4人目のミューラー

 
 競馬がヘタクソな奴の昼休みに電話した。

 
わし:おい、昨日の日記を読んだか? 

 野郎:読んだよ。

 わし:まさか、××の店長とは思わなかったよ。お前、××に行ったことがあるか? 

 野郎:ないよ。

 わし:昨日、不動産会社の兄ちゃんに、
「外国人の方がまだ属性がいいです」と言われたよ。

 野郎:そうだろうな。

 わし:5巡目に3メンチャンの満貫リーチを掛けて、カンチャン待ちの追っかけリーチに一発で打ち込んだような気分だ。

 野郎:まあ、気持ちはわかるよ。

 わし:お前が車のディーラーをやっていた時、そういう審査って、あったのか? 

 野郎:あったよ。ヤーさんに売ったこともあったな。

 わし:今週、2件、内覧が入っているけど、期待はしてねぇ。

 野郎:そう言いながら、期待しているんだろ。

 わし:まあな。ところで、先週は勝ったのか? 

 野郎:勝ったよ。土曜は2万勝って、日曜は1万8千円負けた。

 わし:そういうのは勝ったとは言わん。それはそうと、この前のラスト8回の傷は癒えたのか? 

 野郎:まだだねぇ。

 わし:ワールドカップが終わったらやるからよ、メンツ集めをしとけよ。

 野郎:努力します。

 わし:このところ、暗い日記ばかりだ。

 野郎:日記で明るい話って、あったっけ? 

 わし:東武動物公園に行ったとか。

 野郎:ホワイトタイガーを見たんだっけ?

 わし:うるせぇ。それがハガい思い出になっているんだよ。


 ここで奴の昼休みが終わりに近づいたので電話を切った。奴の会社の昼休みは45分しかないのである。

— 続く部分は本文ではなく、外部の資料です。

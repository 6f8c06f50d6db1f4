//! Work proof over a model's signed area.
//!
//! A model with `difficulty > 0` must carry a nonce at field 127 such that
//! the hex rendering of `blake2b(hash_fields(packed, 0, 126) || nonce)`
//! compares greater than or equal to the difficulty threshold string. The
//! nonce sits above the last signature slot, so solving work never changes
//! `id1`.

use tracing::debug;
use trellis_codec::hash_fields;
use trellis_crypto::hash;

use crate::error::{ModelError, Result};

/// Nonce length in bytes.
pub const NONCE_LEN: usize = 8;

/// Upper bound on difficulty; beyond this the threshold string would exceed
/// the digest's hex width.
pub const MAX_DIFFICULTY: u8 = 64;

/// Threshold string for a difficulty.
///
/// The string carries `bits` leading 1-bits rendered as hex: 4 → `"f"`,
/// 5 → `"1f"`, 8 → `"ff"`. The work hash's hex rendering must compare
/// greater than or equal to it.
#[must_use]
pub fn work_threshold(bits: u8) -> String {
    let full = (bits / 4) as usize;
    let rem = bits % 4;
    let mut threshold = String::with_capacity(full + 1);
    if rem > 0 {
        let partial = (1u8 << rem) - 1;
        threshold.push(char::from_digit(u32::from(partial), 16).unwrap_or('0'));
    }
    for _ in 0..full {
        threshold.push('f');
    }
    threshold
}

/// The digest the nonce must beat: `blake2b(signed-area hash || nonce)`.
fn work_hash(packed: &[u8], nonce: &[u8; NONCE_LEN]) -> Result<[u8; 32]> {
    let base = hash_fields(packed, 0, 126)?;
    let mut message = Vec::with_capacity(32 + NONCE_LEN);
    message.extend_from_slice(&base);
    message.extend_from_slice(nonce);
    Ok(hash(&message))
}

fn meets_threshold(digest: &[u8; 32], threshold: &str) -> bool {
    hex::encode(digest).as_str() >= threshold
}

/// Search for a nonce satisfying `difficulty` over the packed signed area.
///
/// `packed` must not yet contain the nonce field. The search walks a `u64`
/// counter; expected work doubles per difficulty bit.
pub fn solve_work(packed: &[u8], difficulty: u8) -> Result<[u8; NONCE_LEN]> {
    if difficulty == 0 || difficulty > MAX_DIFFICULTY {
        return Err(ModelError::Work(format!(
            "difficulty {difficulty} outside 1..={MAX_DIFFICULTY}"
        )));
    }
    let threshold = work_threshold(difficulty);
    let mut counter: u64 = 0;
    loop {
        let nonce = counter.to_be_bytes();
        let digest = work_hash(packed, &nonce)?;
        if meets_threshold(&digest, &threshold) {
            debug!(difficulty, attempts = counter + 1, "work proof solved");
            return Ok(nonce);
        }
        counter = counter.checked_add(1).ok_or_else(|| {
            ModelError::Work("nonce space exhausted".to_string())
        })?;
    }
}

/// Check a nonce against the declared difficulty.
pub fn verify_work(packed: &[u8], difficulty: u8, nonce: &[u8; NONCE_LEN]) -> Result<bool> {
    if difficulty == 0 {
        return Ok(true);
    }
    if difficulty > MAX_DIFFICULTY {
        return Err(ModelError::Work(format!(
            "difficulty {difficulty} outside 1..={MAX_DIFFICULTY}"
        )));
    }
    let digest = work_hash(packed, nonce)?;
    Ok(meets_threshold(&digest, &work_threshold(difficulty)))
}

 話の内容はともかく、ワールドカップ後の7月に打つことになったのは収穫であった。7月に顔を合わせた時は、奴に、
「座った時から差があるんだ」を実感させてやる。


 ドイツ−ポルトガルは、意外な大差になった。ドイツが強かったというより、ポルトガルが自滅したな。

 PKで先制点を与えたうえ、前半に守備の要のペペが一発レッドでは、ドイツに勝てないって。ドイツ相手に1人少ないのは、麻雀で言えば少牌しているようなものである。

 ドイツは、トーマス・ミューラーがハットトリックをした。これで、トーマス・ミューラーが4人目のミューラーになったのは間違いない。

 それまでの3人のミューラーは、ゲルト・ミューラー、デューター・ミューラー、ハンジ・ミューラーの3人である。

 
「キャプテン翼」に登場する西ドイツの鉄壁のキーパー:デューター・ミューラーは、その3人のうちのデューター・ミューラーをパクったのは書くまでもない。

 ポルトガルは終わったな。C・ロナルドも、こんな結果になるとは思っていなかったであろう。

 C・ロナルドは、ボールを持つ度にブーイングをされた。C・ロナルドは男の敵みたいな奴だから、男のヤキモチか?

 ガーナ−アメリカは、見ていてワクワクした。ガーナのシュートの雨は圧巻だった。

 そして、ついに後半37半に追いついた。しかし、アメリカは勝負強い。後半41分にコーナーキックから勝ち越した。

 ガーナ−アメリカが決着したことで、ポルトガルはますます苦しくなった。今のチーム状態やC・ロナルドの不調を考えると、ガーナ−アメリカが引き分けに終わってとしてもダメだろう。

 今、木曜に出前を取る算段をしている。明日、その決断を下したい。